Looking back on her journey, the Variety Power of Women honoree called the current era of her life "a second time around."
"I feel like God has given me a second time around. This feels like Idol to me again," the 2004 American Idol winner told ET. "I had to go through some things as we all do. Some of us are not always willing to share that. I'm willing to share that because that is real life, and people need to hear it. I can fall, but get back up."
Although she's had much success, the "I Believe" singer has always been candid about her trials and tribulations, including an overdose on aspirin and sleeping pills in 2010 that put her in the hospital, as well as in the tabloids. She's authored two books detailing her rise to fame, troubles and building a successful life with her husband, Kendall Taylor.
She continued, "All day long, I've been crying; I've been thinking about my grandmother, who's in heaven. But I know she's somewhere with me, and she's proud, and so is God. So I'm gonna walk in it humbly. Be nice to people [and] love on people, 'cause we don't have a lot of that, and we need that in the world today."
Fantasia reiterated that sentiment in her speech on Thursday. Per Variety, she said, "I've been through some things I haven't been afraid to share. Sometimes we don't want to share what we go through, but I knew that my tests were part of my testimony, and I knew that my testimony would help a lot of people."
"I want to thank Celie," she went on. "I didn't want to play this role again, because I knew this role would bring up some certain things in my life that I thought I was over, but I think I just suppressed. So when they called me I said 'I cannot do it. I'm married. I'm happy. No thanks.' But I had to for every young lady that has been through some of the things that I've been through. Not even the young ladies, there are some ladies that are a lot older than me that say, 'Thank you for sharing your story.'"
Fantasia concluded on a message of hope, dedicating her award to Celie, her own daughter, and "every young lady that's going to go through some things. But it does not matter what you go through, baby. We fall down but we get back up. You Google me. I fell but I got back up!"
Fantasia previously opened up to ET about her hesitation to reprise her role as Celie for the musical film. Last April, the singer said, "My life at that time was all over the place. So, carrying Celie's weight and my weight was not fun. And I remember saying in interviews and radio stations, when they would ask me, I said, 'Well, I did it, but I'll never do it again."

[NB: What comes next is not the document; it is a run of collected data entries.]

//! Leaderboard and standings handlers.

use axum::{
    extract::{Path, Query, State},
    Json,
};
use league_core::{LeaderboardEntry, StandingRow};
use serde::Deserialize;
use std::collections::BTreeMap;

use super::error::ApiError;
use super::parse_mode;
use crate::AppState;

#[derive(Debug, Default, Deserialize)]
pub struct ModeQuery {
    pub mode: Option<String>,
}

/// `GET /api/leaderboard?mode=blitz`: players by category, best rating first.
pub async fn leaderboard(
    State(state): State<AppState>,
    Query(query): Query<ModeQuery>,
) -> Result<Json<BTreeMap<String, Vec<LeaderboardEntry>>>, ApiError> {
    let mode = parse_mode(query.mode.as_deref())?;
    Ok(Json(state.league()?.leaderboard(mode)?))
}

/// `GET /api/standings/:category?mode=rapid`: ranked table with accuracy.
pub async fn standings(
    State(state): State<AppState>,
    Path(category): Path<String>,
    Query(query): Query<ModeQuery>,
) -> Result<Json<Vec<StandingRow>>, ApiError> {
    let mode = parse_mode(query.mode.as_deref())?;
    Ok(Json(state.league()?.standings(&category, mode)?))
}

#[cfg(test)]
mod tests {
    use super::*;
    use crate::api::testing::state_with_players;
    use axum::http::StatusCode;
    use league_core::{Mode, Outcome, ResultSubmission};

    fn query(mode: Option<&str>) -> Query<ModeQuery> {
        Query(ModeQuery {
            mode: mode.map(str::to_string),
        })
    }

    fn played_state() -> crate::AppState {
        let state = state_with_players("open", &["a", "b"]);
        {
            let mut league = state.league().unwrap();
            league.create_pairings("open", None, None).unwrap();
            league
                .record_result(ResultSubmission {
                    category: "open".into(),
                    round: 1,
                    mode: Mode::Rapid,
                    white: "a".into(),
                    black: "b".into(),
                    outcome: Outcome::parse("1-0").unwrap(),
                })
                .unwrap();
            league.apply_recent_gains(Mode::Rapid).unwrap();
        }
        state
    }

    #[tokio::test]
    async fn test_leaderboard_by_mode() {
        let state = played_state();

        let Json(board) = leaderboard(State(state.clone()), query(None)).await.unwrap();
        let open = &board["open"];
        assert_eq!(open[0].username, "a");
        assert_eq!(open[0].rating, 1201);
        assert_eq!(open[1].rating, 1198);

        let Json(board) = leaderboard(State(state), query(Some("blitz"))).await.unwrap();
        assert!(board["open"].iter().all(|e| e.rating == 1200));
    }

    #[tokio::test]
    async fn test_leaderboard_rejects_unknown_mode() {
        let state = played_state();
        let err = leaderboard(State(state), query(Some("classical")))
            .await
            .unwrap_err();
        assert_eq!(err.status(), StatusCode::BAD_REQUEST);
    }

    #[tokio::test]
    async fn test_standings() {
        let state = played_state();
        let Json(table) = standings(State(state.clone()), Path("open".into()), query(None))
            .await
            .unwrap();

        assert_eq!(table.len(), 2);
        assert_eq!((table[0].rank, table[0].username.as_str()), (1, "a"));
        assert_eq!(table[0].points, 1.0);
        // 1.0 * 1201 / 2300 * 100
        assert_eq!(table[0].accuracy, "52.2%");
        assert_eq!(table[1].accuracy, "0.0%");

        let err = standings(State(state), Path("u1400".into()), query(None))
            .await
            .unwrap_err();
        assert_eq!(err.status(), StatusCode::NOT_FOUND);
    }
}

Enter Scott Sanders, one of The Color Purple's producers who called Fantasia about the role, but she already had her answer prepared.
"'I can't go back, I can't do that again, Scott'" Fantasia recalled telling Sanders. "And he says, 'Listen, I know where you are in your life right now. I see that you're married. I'm so proud of you and I'm so happy. But, there's no one else that can do this. We need you to do this.'"
Suffice it to say, Fantasia is glad she came on board. "It's going to be absolutely amazing," she said. "I'm glad that I didn't allow that door to close. I talked it over with my whole entire family and everybody kept saying, 'I think you should do it.'"
But being on the set of The Color Purple triggered a roller coaster of emotions for the star.
"It's been hard on set, it's been funny on set, it's been emotional on set, it's been cold, it's been hot," she said. "I will say this too -- some of the places that we are filming has been heavy, because literally we have slave homes that have been there for years behind us. We can feel our ancestors. So, it's heavy. But it also reminds us that they paved the way for us. It also reminds us how far -- to be an all-Black cast -- we want to push the heavens for our ancestors and for our generation today."
The Color Purple opens in theaters on Dec. 25.